[Opening Given information section]

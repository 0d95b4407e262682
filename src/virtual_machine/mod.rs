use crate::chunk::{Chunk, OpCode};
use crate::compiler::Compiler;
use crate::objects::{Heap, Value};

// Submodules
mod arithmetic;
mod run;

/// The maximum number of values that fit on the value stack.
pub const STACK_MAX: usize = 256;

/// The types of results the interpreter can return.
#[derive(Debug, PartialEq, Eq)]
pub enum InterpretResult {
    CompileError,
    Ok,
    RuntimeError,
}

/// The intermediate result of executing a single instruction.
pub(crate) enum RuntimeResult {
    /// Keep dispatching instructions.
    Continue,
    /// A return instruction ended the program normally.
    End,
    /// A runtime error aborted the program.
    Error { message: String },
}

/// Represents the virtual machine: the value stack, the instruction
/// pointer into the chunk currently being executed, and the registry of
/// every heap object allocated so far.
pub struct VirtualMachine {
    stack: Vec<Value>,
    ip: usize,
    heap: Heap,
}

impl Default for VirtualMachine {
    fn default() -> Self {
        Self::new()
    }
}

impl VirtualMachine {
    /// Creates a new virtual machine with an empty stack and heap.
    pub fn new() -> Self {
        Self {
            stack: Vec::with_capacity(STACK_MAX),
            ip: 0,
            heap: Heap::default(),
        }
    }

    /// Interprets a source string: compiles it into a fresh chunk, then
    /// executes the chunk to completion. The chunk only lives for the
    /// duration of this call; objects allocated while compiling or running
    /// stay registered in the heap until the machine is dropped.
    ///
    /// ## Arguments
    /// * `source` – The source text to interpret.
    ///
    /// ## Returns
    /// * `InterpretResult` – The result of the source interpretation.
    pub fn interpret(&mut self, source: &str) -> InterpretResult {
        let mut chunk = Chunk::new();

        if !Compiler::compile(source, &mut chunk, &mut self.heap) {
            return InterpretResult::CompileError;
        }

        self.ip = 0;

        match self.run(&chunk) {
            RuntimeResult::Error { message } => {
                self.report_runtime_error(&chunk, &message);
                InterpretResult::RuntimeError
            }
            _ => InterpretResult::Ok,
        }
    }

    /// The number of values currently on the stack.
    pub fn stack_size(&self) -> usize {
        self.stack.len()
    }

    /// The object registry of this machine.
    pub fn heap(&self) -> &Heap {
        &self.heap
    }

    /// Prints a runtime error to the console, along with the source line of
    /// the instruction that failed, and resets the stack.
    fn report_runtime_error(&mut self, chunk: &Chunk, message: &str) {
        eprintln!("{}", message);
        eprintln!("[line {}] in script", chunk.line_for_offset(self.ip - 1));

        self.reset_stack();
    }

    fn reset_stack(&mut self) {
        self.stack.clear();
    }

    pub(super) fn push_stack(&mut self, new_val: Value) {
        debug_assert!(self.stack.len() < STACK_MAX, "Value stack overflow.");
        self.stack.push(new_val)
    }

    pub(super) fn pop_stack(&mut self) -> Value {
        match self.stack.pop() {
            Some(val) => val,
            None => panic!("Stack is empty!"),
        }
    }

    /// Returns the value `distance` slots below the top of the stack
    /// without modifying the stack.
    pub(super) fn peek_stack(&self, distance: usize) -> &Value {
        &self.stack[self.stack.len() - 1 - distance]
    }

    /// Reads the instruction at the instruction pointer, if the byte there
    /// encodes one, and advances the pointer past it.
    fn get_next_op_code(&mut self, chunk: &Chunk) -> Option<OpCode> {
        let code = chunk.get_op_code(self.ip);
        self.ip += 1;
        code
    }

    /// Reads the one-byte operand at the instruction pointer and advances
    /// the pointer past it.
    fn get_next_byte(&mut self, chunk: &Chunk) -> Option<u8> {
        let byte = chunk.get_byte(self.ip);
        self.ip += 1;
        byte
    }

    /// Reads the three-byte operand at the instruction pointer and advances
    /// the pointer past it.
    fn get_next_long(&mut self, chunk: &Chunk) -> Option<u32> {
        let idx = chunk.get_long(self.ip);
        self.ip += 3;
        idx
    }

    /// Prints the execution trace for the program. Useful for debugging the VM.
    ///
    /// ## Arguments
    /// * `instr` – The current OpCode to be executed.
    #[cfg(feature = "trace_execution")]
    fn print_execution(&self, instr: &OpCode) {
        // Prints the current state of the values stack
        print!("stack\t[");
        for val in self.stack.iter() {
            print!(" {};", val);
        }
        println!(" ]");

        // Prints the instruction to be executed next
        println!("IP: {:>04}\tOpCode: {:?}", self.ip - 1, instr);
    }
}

[Closing Given information section]
[Opening Given information section]

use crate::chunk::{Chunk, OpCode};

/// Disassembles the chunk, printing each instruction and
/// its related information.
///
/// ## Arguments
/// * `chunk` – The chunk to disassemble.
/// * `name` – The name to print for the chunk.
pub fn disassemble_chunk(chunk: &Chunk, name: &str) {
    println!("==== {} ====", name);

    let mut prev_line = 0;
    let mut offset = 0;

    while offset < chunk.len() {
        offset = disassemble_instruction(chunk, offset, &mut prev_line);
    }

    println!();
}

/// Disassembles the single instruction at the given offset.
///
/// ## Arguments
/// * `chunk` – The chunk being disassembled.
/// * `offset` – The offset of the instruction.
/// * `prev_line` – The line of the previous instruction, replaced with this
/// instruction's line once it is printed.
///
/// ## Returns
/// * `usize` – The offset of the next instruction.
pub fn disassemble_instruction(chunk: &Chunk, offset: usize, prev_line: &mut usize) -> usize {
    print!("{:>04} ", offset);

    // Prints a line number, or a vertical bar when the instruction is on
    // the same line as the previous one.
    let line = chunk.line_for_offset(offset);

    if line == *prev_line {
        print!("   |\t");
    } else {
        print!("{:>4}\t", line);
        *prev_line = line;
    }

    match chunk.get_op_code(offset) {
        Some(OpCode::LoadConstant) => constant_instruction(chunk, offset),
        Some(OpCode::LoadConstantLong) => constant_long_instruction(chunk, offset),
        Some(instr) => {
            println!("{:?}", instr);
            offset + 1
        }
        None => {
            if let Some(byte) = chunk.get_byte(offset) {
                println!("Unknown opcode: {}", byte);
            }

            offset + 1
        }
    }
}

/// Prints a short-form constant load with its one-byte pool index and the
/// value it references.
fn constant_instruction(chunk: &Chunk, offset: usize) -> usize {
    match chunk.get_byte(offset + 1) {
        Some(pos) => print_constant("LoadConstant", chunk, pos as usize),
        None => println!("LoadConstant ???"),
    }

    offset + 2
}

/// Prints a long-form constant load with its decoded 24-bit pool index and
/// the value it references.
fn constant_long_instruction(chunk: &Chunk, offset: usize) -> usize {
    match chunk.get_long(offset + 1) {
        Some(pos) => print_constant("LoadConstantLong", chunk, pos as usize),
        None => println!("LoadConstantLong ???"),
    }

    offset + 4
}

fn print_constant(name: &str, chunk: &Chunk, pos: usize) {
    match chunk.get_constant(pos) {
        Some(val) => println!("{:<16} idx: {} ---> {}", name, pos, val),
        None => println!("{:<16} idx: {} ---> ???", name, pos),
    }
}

[Closing Given information section]
[Opening Given information section]

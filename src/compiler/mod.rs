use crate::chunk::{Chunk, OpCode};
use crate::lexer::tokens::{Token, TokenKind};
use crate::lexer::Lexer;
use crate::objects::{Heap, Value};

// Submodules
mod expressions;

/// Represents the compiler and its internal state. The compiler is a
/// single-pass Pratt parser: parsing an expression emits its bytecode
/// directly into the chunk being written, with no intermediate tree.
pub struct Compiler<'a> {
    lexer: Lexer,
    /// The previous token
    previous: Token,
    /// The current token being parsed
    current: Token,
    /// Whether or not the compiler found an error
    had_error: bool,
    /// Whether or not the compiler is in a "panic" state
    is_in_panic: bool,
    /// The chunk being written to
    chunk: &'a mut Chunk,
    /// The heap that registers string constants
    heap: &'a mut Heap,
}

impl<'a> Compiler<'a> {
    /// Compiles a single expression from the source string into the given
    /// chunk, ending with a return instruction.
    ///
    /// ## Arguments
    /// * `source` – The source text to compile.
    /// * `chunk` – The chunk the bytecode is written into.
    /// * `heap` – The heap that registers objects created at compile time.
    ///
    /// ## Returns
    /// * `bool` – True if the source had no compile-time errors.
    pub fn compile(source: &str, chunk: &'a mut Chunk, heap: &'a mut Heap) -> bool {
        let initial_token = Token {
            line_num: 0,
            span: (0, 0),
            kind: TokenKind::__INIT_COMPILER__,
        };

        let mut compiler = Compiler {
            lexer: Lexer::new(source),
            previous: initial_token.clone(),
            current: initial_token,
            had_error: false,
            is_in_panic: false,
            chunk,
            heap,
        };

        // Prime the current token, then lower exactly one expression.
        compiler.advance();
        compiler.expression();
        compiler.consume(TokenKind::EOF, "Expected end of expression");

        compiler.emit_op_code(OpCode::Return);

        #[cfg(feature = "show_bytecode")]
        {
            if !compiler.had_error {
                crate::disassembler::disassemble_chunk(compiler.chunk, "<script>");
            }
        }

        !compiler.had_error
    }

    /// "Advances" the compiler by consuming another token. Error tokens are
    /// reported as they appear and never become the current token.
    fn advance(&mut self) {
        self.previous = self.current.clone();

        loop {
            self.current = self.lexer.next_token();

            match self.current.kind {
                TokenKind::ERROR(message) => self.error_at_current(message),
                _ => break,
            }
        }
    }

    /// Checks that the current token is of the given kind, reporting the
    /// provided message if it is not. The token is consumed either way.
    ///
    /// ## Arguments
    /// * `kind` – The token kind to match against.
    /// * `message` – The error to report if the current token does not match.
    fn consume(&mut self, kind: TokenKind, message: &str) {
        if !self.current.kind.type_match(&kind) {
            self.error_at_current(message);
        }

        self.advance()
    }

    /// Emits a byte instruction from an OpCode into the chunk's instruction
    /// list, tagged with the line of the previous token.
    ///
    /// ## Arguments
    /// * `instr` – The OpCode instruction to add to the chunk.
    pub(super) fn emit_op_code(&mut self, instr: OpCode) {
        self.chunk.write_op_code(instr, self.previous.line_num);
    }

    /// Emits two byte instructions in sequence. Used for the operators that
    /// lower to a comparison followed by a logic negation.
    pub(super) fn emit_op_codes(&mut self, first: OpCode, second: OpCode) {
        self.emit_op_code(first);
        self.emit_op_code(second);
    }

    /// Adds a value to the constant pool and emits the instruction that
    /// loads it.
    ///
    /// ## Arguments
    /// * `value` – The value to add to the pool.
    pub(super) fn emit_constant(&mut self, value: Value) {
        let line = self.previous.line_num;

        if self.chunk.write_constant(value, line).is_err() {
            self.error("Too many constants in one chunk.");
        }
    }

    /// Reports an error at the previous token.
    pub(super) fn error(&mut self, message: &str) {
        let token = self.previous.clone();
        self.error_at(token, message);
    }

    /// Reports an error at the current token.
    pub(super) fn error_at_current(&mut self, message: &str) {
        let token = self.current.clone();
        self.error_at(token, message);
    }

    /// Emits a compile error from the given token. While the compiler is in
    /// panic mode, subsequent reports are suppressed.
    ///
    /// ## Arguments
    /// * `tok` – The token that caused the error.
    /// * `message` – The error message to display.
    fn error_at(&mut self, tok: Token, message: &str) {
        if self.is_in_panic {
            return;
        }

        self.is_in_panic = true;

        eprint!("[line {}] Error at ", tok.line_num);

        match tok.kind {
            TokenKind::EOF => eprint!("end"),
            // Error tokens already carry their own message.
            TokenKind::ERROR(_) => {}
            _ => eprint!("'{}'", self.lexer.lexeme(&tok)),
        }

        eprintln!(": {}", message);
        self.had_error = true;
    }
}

[Closing Given information section]

* **The task**
Of the lines in the data, report each one containing the string "first".

* **Result of this exercise**
    pub(super) fn emit_op_codes(&mut self, first: OpCode, second: OpCode) {
        self.emit_op_code(first);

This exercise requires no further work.